Thursday, April 8, 2021

Kids These Days

I'm going to ask your forgiveness before I even begin writing this blog.  It might hurt a little.  It did for me.  Taking that long look back, seeing where I failed, asking God to forgive me, and then praying that I didn't leave any long-lasting scars. 

You see, what I have learned over these past 6 plus decades of life is that it's all in the modeling--raising kids, that is.  You lead, they follow.  Whether we want them to or not.  They do what we do.  They see it all.  And much to our chagrin, they're just like us.  The good and the bad.  

What prompted me to begin this?  Millennials.  And those who don't like them.  As in, those who constantly complain about them.  Those millennials, they say.  As if it's such a derogatory word.  What I want to ask is--who raised them?  Those silly millennials with their heads in the clouds, making mistake after mistake, and most definitely not doing what they're told.  Who in fact raised them?  

There it is.  There's the truth staring right back at us.  The mirror.  Why did no one tell us that our kids would be a direct reflection of us--that is my question!  Maybe I would have tried harder--parenting I mean.  Maybe I would have been just a little more like Jesus and a little less like me.  

So, what brought this on?  People on social media complaining, blaming and calling out the kids in their 20's and 30's.  Call them out all you'd like, however, you're looking in a mirror.  And, maybe, just like me, you can admit that you might have failed, at least in some respect.  At least concerning the parts about them that you don't like. Let's break it down, shall we?

What exactly did your kids see in your home?  You know, the one you raised them in?  Did they see what the Bible refers to as the Fruit of the Spirit?  Love, joy, peace, and patience?  Or did they see meanness, sadness, arguing, and impatience?  For me, honestly, it depended upon the day.  I tried, I did.  However, sometimes, ok, most of the time I failed.  Sometimes I didn't show much love.  And there were many days when being joyful wasn't on my calendar.  Peace?  With 3 kids?  You've got to be kidding me!  There were many days when I wondered if I'd get through those child-rearing times.  And what about the times people would pull out in front of me on the freeway and cut me off and oops, there I'd go, yelling at them again!
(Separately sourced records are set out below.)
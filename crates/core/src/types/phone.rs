//! Salvadoran phone number type.

use core::fmt;

use serde::{Deserialize, Serialize};

/// Errors that can occur when parsing a [`Phone`].
#[derive(thiserror::Error, Debug, Clone, PartialEq, Eq)]
pub enum PhoneError {
    /// The input contains no digits at all.
    #[error("phone number cannot be empty")]
    Empty,
    /// The input does not contain exactly eight digits.
    #[error("phone number must have exactly 8 digits (got {digits})")]
    WrongDigitCount {
        /// Number of digits found after stripping.
        digits: usize,
    },
}

/// An eight-digit local phone number.
///
/// Parsing strips every non-digit character first, so `"7123-4567"`,
/// `"7123 4567"`, and `"71234567"` all parse to the same number. The check
/// for exactly eight digits runs on the stripped value. Formatting with a
/// hyphen after the fourth digit is purely presentational and is always
/// reconstructed from the stripped digits.
///
/// ## Examples
///
/// ```
/// use bluefruit_core::Phone;
///
/// let phone = Phone::parse("7123-4567").unwrap();
/// assert_eq!(phone.digits(), "71234567");
/// assert_eq!(phone.to_string(), "7123-4567");
///
/// // Seven digits after stripping: rejected
/// assert!(Phone::parse("7123-45a6b").is_err());
/// ```
#[derive(Debug, Clone, PartialEq, Eq, Hash, Serialize, Deserialize)]
#[serde(try_from = "String", into = "String")]
pub struct Phone(String);

impl Phone {
    /// Number of digits in a valid phone number.
    pub const DIGITS: usize = 8;

    /// Parse a `Phone` from a string.
    ///
    /// # Errors
    ///
    /// Returns an error if the stripped input is empty or does not contain
    /// exactly eight digits.
    pub fn parse(s: &str) -> Result<Self, PhoneError> {
        let digits: String = s.chars().filter(char::is_ascii_digit).collect();

        if digits.is_empty() {
            return Err(PhoneError::Empty);
        }

        if digits.len() != Self::DIGITS {
            return Err(PhoneError::WrongDigitCount {
                digits: digits.len(),
            });
        }

        Ok(Self(digits))
    }

    /// The bare eight digits, without formatting.
    #[must_use]
    pub fn digits(&self) -> &str {
        &self.0
    }
}

impl fmt::Display for Phone {
    /// Formats as `NNNN-NNNN`.
    fn fmt(&self, f: &mut fmt::Formatter<'_>) -> fmt::Result {
        let (head, tail) = self.0.split_at(4);
        write!(f, "{head}-{tail}")
    }
}

impl std::str::FromStr for Phone {
    type Err = PhoneError;

    fn from_str(s: &str) -> Result<Self, Self::Err> {
        Self::parse(s)
    }
}

impl TryFrom<String> for Phone {
    type Error = PhoneError;

    fn try_from(s: String) -> Result<Self, Self::Error> {
        Self::parse(&s)
    }
}

impl From<Phone> for String {
    fn from(phone: Phone) -> Self {
        phone.to_string()
    }
}
//! Services: the operations the UI shell drives.

mod cart;
mod catalog;
mod checkout;
mod session;

pub use cart::CartRepository;
pub use catalog::CatalogService;
pub use checkout::{CheckoutError, CheckoutOrchestrator, CheckoutState};
pub use session::{SessionError, SessionService};
//! End-to-end tests for the cart -> checkout -> confirmation flow, run
//! against an in-memory store and a scripted remote API.

#![allow(clippy::unwrap_used)]

use std::sync::Arc;
use std::sync::atomic::{AtomicUsize, Ordering};
use std::time::Duration;

use async_trait::async_trait;
use tokio::sync::Mutex;
use url::Url;

use bluefruit_app::api::types::{CreatedOrder, OrderPayload, Registration};
use bluefruit_app::api::{ApiError, RemoteApi};
use bluefruit_app::config::{AppConfig, CartScope};
use bluefruit_app::models::{AddressForm, NewLineItem, Product, Session};
use bluefruit_app::services::{CheckoutError, CheckoutState};
use bluefruit_app::state::App;
use bluefruit_app::store::{KeyValueStore, MemoryStore, keys};
use bluefruit_core::{CustomerRole, Email, Money, ProductId, ServerOrderId};
use rust_decimal::Decimal;

// =============================================================================
// Test Doubles
// =============================================================================

/// Scripted API: the first `fail_orders` submissions fail, the rest
/// succeed. Every received payload is recorded.
struct FakeApi {
    role: CustomerRole,
    fail_orders: AtomicUsize,
    orders: Mutex<Vec<OrderPayload>>,
}

impl FakeApi {
    fn new() -> Self {
        Self {
            role: CustomerRole::Customer,
            fail_orders: AtomicUsize::new(0),
            orders: Mutex::new(Vec::new()),
        }
    }

    fn failing_first(failures: usize) -> Self {
        let api = Self::new();
        api.fail_orders.store(failures, Ordering::SeqCst);
        api
    }

    fn with_role(role: CustomerRole) -> Self {
        let mut api = Self::new();
        api.role = role;
        api
    }

    async fn recorded_orders(&self) -> Vec<OrderPayload> {
        self.orders.lock().await.clone()
    }
}

fn unsupported() -> ApiError {
    ApiError::Status {
        status: 501,
        message: "not scripted".to_owned(),
    }
}

#[async_trait]
impl RemoteApi for FakeApi {
    async fn login(&self, email: &Email, _password: &str) -> Result<Session, ApiError> {
        Ok(Session {
            user_id: "C1".into(),
            name: "Juan Pérez".to_owned(),
            email: email.clone(),
            role: self.role,
        })
    }

    async fn create_order(&self, order: &OrderPayload) -> Result<CreatedOrder, ApiError> {
        self.orders.lock().await.push(order.clone());

        let remaining = self.fail_orders.load(Ordering::SeqCst);
        if remaining > 0 {
            self.fail_orders.store(remaining - 1, Ordering::SeqCst);
            return Err(ApiError::Status {
                status: 503,
                message: "service unavailable".to_owned(),
            });
        }

        Ok(CreatedOrder {
            id: ServerOrderId::new("SRV-1"),
        })
    }

    async fn products(&self) -> Result<Vec<Product>, ApiError> {
        Err(unsupported())
    }

    async fn product(&self, _id: &ProductId) -> Result<Product, ApiError> {
        Err(unsupported())
    }

    async fn random_product(&self) -> Result<Product, ApiError> {
        Err(unsupported())
    }

    async fn request_recovery_code(&self, _email: &Email) -> Result<(), ApiError> {
        Err(unsupported())
    }

    async fn verify_recovery_code(&self, _email: &Email, _code: &str) -> Result<(), ApiError> {
        Err(unsupported())
    }

    async fn set_new_password(
        &self,
        _email: &Email,
        _code: &str,
        _new_password: &str,
    ) -> Result<(), ApiError> {
        Err(unsupported())
    }

    async fn register_customer(&self, _registration: &Registration) -> Result<(), ApiError> {
        Err(unsupported())
    }

    async fn verify_email_code(&self, _email: &Email, _code: &str) -> Result<(), ApiError> {
        Err(unsupported())
    }
}

// =============================================================================
// Helpers
// =============================================================================

fn test_config(cart_scope: CartScope) -> AppConfig {
    AppConfig {
        api_base_url: Url::parse("https://example.com/api/").unwrap(),
        data_dir: std::path::PathBuf::from("."),
        request_timeout: Duration::from_secs(20),
        cart_scope,
    }
}

fn app_with(api: Arc<FakeApi>, store: Arc<MemoryStore>, cart_scope: CartScope) -> App {
    App::assemble(test_config(cart_scope), store, api)
}

fn valid_form() -> AddressForm {
    let mut form = AddressForm::new();
    form.set_phone("7123-4567");
    form.set_house_number("Casa #25");
    form.select_department("Ahuachapán").unwrap();
    form.select_municipality("Atiquizaya").unwrap();
    form
}

fn gel(quantity: u32) -> NewLineItem {
    NewLineItem {
        product_id: ProductId::new("P1"),
        name: "Ener Kik".to_owned(),
        unit_price: Money::new("4.50".parse::<Decimal>().unwrap()),
        quantity,
        variant_label: "Naranja".to_owned(),
        image_ref: "https://img.example/gel.png".to_owned(),
    }
}

// =============================================================================
// Checkout Flow
// =============================================================================

#[tokio::test]
async fn test_successful_checkout_clears_cart() {
    let api = Arc::new(FakeApi::new());
    let store = Arc::new(MemoryStore::new());
    let app = app_with(api.clone(), store.clone(), CartScope::Device);

    app.cart().add(gel(2)).await;
    let session = app.session().login("juan@correo.com", "secreta").await.unwrap();

    let confirmation = app
        .checkout()
        .submit(&valid_form(), Some(&session))
        .await
        .unwrap();

    assert_eq!(confirmation.total.display(), "$9.00");
    assert_eq!(confirmation.user_id, Some("C1".into()));
    assert_eq!(
        confirmation.server_order_id,
        Some(ServerOrderId::new("SRV-1"))
    );
    assert_eq!(app.checkout().state(), CheckoutState::Confirmed);

    // Persisted cart is empty after confirmation
    assert_eq!(store.get(keys::CART).await.unwrap(), Some("[]".to_owned()));
    assert!(app.cart_view().await.is_empty());

    // Transient checkout data is discarded
    assert_eq!(store.get(keys::SHIPPING_ADDRESS).await.unwrap(), None);
    assert_eq!(store.get(keys::DRAFT_ORDER).await.unwrap(), None);
}

#[tokio::test]
async fn test_failed_submission_preserves_cart_exactly() {
    let api = Arc::new(FakeApi::failing_first(1));
    let store = Arc::new(MemoryStore::new());
    let app = app_with(api.clone(), store.clone(), CartScope::Device);

    app.cart().add(gel(2)).await;
    let before = store.get(keys::CART).await.unwrap().unwrap();

    let err = app.checkout().submit(&valid_form(), None).await.unwrap_err();
    assert!(matches!(err, CheckoutError::Submission(_)));
    assert_eq!(app.checkout().state(), CheckoutState::Failed);

    // Byte-for-byte unchanged
    let after = store.get(keys::CART).await.unwrap().unwrap();
    assert_eq!(before, after);

    // The draft is retained for retry
    assert!(app.checkout().failed_order().await.is_some());
}

#[tokio::test]
async fn test_retry_reuses_order_number() {
    let api = Arc::new(FakeApi::failing_first(1));
    let store = Arc::new(MemoryStore::new());
    let app = app_with(api.clone(), store, CartScope::Device);

    app.cart().add(gel(1)).await;
    app.checkout().submit(&valid_form(), None).await.unwrap_err();

    let confirmation = app.checkout().retry().await.unwrap();

    let orders = api.recorded_orders().await;
    assert_eq!(orders.len(), 2);
    assert_eq!(orders[0].order_number, orders[1].order_number);
    assert_eq!(confirmation.order_number.as_str(), orders[0].order_number);
}

#[tokio::test]
async fn test_consecutive_retries_never_change_the_number() {
    let api = Arc::new(FakeApi::failing_first(3));
    let store = Arc::new(MemoryStore::new());
    let app = app_with(api.clone(), store, CartScope::Device);

    app.cart().add(gel(1)).await;
    app.checkout().submit(&valid_form(), None).await.unwrap_err();
    app.checkout().retry().await.unwrap_err();
    app.checkout().retry().await.unwrap_err();
    app.checkout().retry().await.unwrap();

    let orders = api.recorded_orders().await;
    assert_eq!(orders.len(), 4);
    let number = &orders[0].order_number;
    assert!(orders.iter().all(|order| order.order_number == *number));
}

#[tokio::test]
async fn test_cancel_discards_draft_and_keeps_cart() {
    let api = Arc::new(FakeApi::failing_first(1));
    let store = Arc::new(MemoryStore::new());
    let app = app_with(api.clone(), store.clone(), CartScope::Device);

    app.cart().add(gel(2)).await;
    app.checkout().submit(&valid_form(), None).await.unwrap_err();

    app.checkout().cancel().await;

    assert_eq!(app.checkout().state(), CheckoutState::Collecting);
    assert!(app.checkout().failed_order().await.is_none());
    assert!(matches!(
        app.checkout().retry().await.unwrap_err(),
        CheckoutError::NothingToRetry
    ));

    // Cart untouched; transients gone
    assert_eq!(app.cart_view().await.items.len(), 1);
    assert_eq!(store.get(keys::SHIPPING_ADDRESS).await.unwrap(), None);
    assert_eq!(store.get(keys::DRAFT_ORDER).await.unwrap(), None);
}

#[tokio::test]
async fn test_validation_failure_makes_no_network_call() {
    let api = Arc::new(FakeApi::new());
    let store = Arc::new(MemoryStore::new());
    let app = app_with(api.clone(), store, CartScope::Device);

    app.cart().add(gel(1)).await;

    // Department changed after picking a municipality: municipality resets
    let mut form = valid_form();
    form.select_department("Sonsonate").unwrap();

    let err = app.checkout().submit(&form, None).await.unwrap_err();
    assert!(matches!(err, CheckoutError::Address(_)));
    assert!(api.recorded_orders().await.is_empty());
    assert_eq!(app.checkout().state(), CheckoutState::Collecting);
}

#[tokio::test]
async fn test_empty_cart_is_rejected_before_network() {
    let api = Arc::new(FakeApi::new());
    let store = Arc::new(MemoryStore::new());
    let app = app_with(api.clone(), store, CartScope::Device);

    let err = app.checkout().submit(&valid_form(), None).await.unwrap_err();
    assert!(matches!(err, CheckoutError::EmptyCart));
    assert!(api.recorded_orders().await.is_empty());
}

#[tokio::test]
async fn test_order_wire_payload_is_sanitized() {
    let api = Arc::new(FakeApi::new());
    let store = Arc::new(MemoryStore::new());
    let app = app_with(api.clone(), store, CartScope::Device);

    app.cart().add(gel(2)).await;
    app.checkout().submit(&valid_form(), None).await.unwrap();

    let orders = api.recorded_orders().await;
    let json = serde_json::to_value(&orders[0]).unwrap();

    assert_eq!(json["estado"], "En proceso");
    let mut line_keys: Vec<&str> = json["items"][0]
        .as_object()
        .unwrap()
        .keys()
        .map(String::as_str)
        .collect();
    line_keys.sort_unstable();
    assert_eq!(line_keys, ["id", "name", "quantity", "unitPrice"]);
}

// =============================================================================
// Session
// =============================================================================

#[tokio::test]
async fn test_login_persists_session() {
    let api = Arc::new(FakeApi::new());
    let store = Arc::new(MemoryStore::new());
    let app = app_with(api, store.clone(), CartScope::Device);

    app.session().login("juan@correo.com", "secreta").await.unwrap();

    assert!(store.get(keys::USER).await.unwrap().is_some());
    assert_eq!(
        app.session().current().await.unwrap().user_id,
        "C1".into()
    );
}

#[tokio::test]
async fn test_non_customer_role_is_rejected_and_not_persisted() {
    let api = Arc::new(FakeApi::with_role(CustomerRole::Other));
    let store = Arc::new(MemoryStore::new());
    let app = app_with(api, store.clone(), CartScope::Device);

    let err = app.session().login("staff@correo.com", "secreta").await;
    assert!(err.is_err());
    assert_eq!(store.get(keys::USER).await.unwrap(), None);
    assert_eq!(app.session().current().await, None);
}

#[tokio::test]
async fn test_session_restores_across_instances() {
    let store = Arc::new(MemoryStore::new());

    {
        let app = app_with(Arc::new(FakeApi::new()), store.clone(), CartScope::Device);
        app.session().login("juan@correo.com", "secreta").await.unwrap();
    }

    let app = app_with(Arc::new(FakeApi::new()), store, CartScope::Device);
    let session = app.session().current().await.unwrap();
    assert_eq!(session.name, "Juan Pérez");
}

#[tokio::test]
async fn test_malformed_stored_session_is_logged_out() {
    let store = Arc::new(MemoryStore::new());
    store.set(keys::USER, "{oops".to_owned()).await.unwrap();

    let app = app_with(Arc::new(FakeApi::new()), store, CartScope::Device);
    assert_eq!(app.session().current().await, None);
}

#[tokio::test]
async fn test_session_observer_sees_login_and_logout() {
    let app = app_with(
        Arc::new(FakeApi::new()),
        Arc::new(MemoryStore::new()),
        CartScope::Device,
    );

    let mut rx = app.session().subscribe();
    assert!(rx.borrow().is_none());

    app.session().login("juan@correo.com", "secreta").await.unwrap();
    rx.changed().await.unwrap();
    assert!(rx.borrow().is_some());

    app.logout().await;
    rx.changed().await.unwrap();
    assert!(rx.borrow().is_none());
}

// =============================================================================
// Cart Scope
// =============================================================================

#[tokio::test]
async fn test_logout_keeps_cart_under_device_scope() {
    let store = Arc::new(MemoryStore::new());
    let app = app_with(Arc::new(FakeApi::new()), store, CartScope::Device);

    app.session().login("juan@correo.com", "secreta").await.unwrap();
    app.cart().add(gel(2)).await;

    app.logout().await;

    assert_eq!(app.session().current().await, None);
    assert_eq!(app.cart_view().await.items.len(), 1);
}

#[tokio::test]
async fn test_logout_clears_cart_under_user_scope() {
    let store = Arc::new(MemoryStore::new());
    let app = app_with(Arc::new(FakeApi::new()), store, CartScope::User);

    app.session().login("juan@correo.com", "secreta").await.unwrap();
    app.cart().add(gel(2)).await;

    app.logout().await;

    assert!(app.cart_view().await.is_empty());
}

#[tokio::test]
async fn test_cart_view_attributes_owner() {
    let app = app_with(
        Arc::new(FakeApi::new()),
        Arc::new(MemoryStore::new()),
        CartScope::Device,
    );

    assert_eq!(app.cart_view().await.owner, None);

    app.session().login("juan@correo.com", "secreta").await.unwrap();
    app.cart().add(gel(1)).await;

    assert_eq!(app.cart_view().await.owner, Some("C1".into()));
}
Patience?  Fail.  

I know what my kids saw at home.  I was there.  They saw a mom who failed many many times and then got back up the next morning to try all over again.  Which made me wonder--who did I parent like?  My folks or Jesus?  I often wondered what Jesus would have been like as a father--with his own kids.  I could just imagine Him sitting there patiently, reading them stories, talking to them about faith, being so patient and kind.  It's what I strived for.  That being like Jesus thing.  

There's no way I can/could blame my kids for the way they turned out.  All their faults are mimicking mine.  Their impatience, their lack of peace or joy, they are in the truest sense, a carbon copy of my husband and myself--the good and the bad.  

At some point in their child-rearing times, I made a decision.  I was going to try.  And try-hard.  I was going to be my very best, as best as I could.  I would pray every morning that God would give me patience, kindness, joy, peace, and love.  I prayed every day that I would be a good mom.  Instilling values, principles, and love.  I knew if my kids needed a role model, I'd be it.  I'd be the one who they patterned their lives after, and if I didn't like something that I saw, I would correct it, in them and in me.  I learned to apologize for my bad parenting skills and I also learned to thank God every time He showed me a better way to parent.  

I guess what I'm trying to ask is why?  Why are people exclaiming about the youth of today?  They made them, they were their role models.  If you don't like what you're seeing, then maybe examine your own lifestyle (and heart) and change that.  It isn't the millennial's fault.  Not at all.  They are doing nothing more than what they were taught.  Own it, parents.  And, if you don't like it, change it.  Learn to ask them for forgiveness, learn from your mistakes, pray for them, and stop asking--what's wrong with kids these days.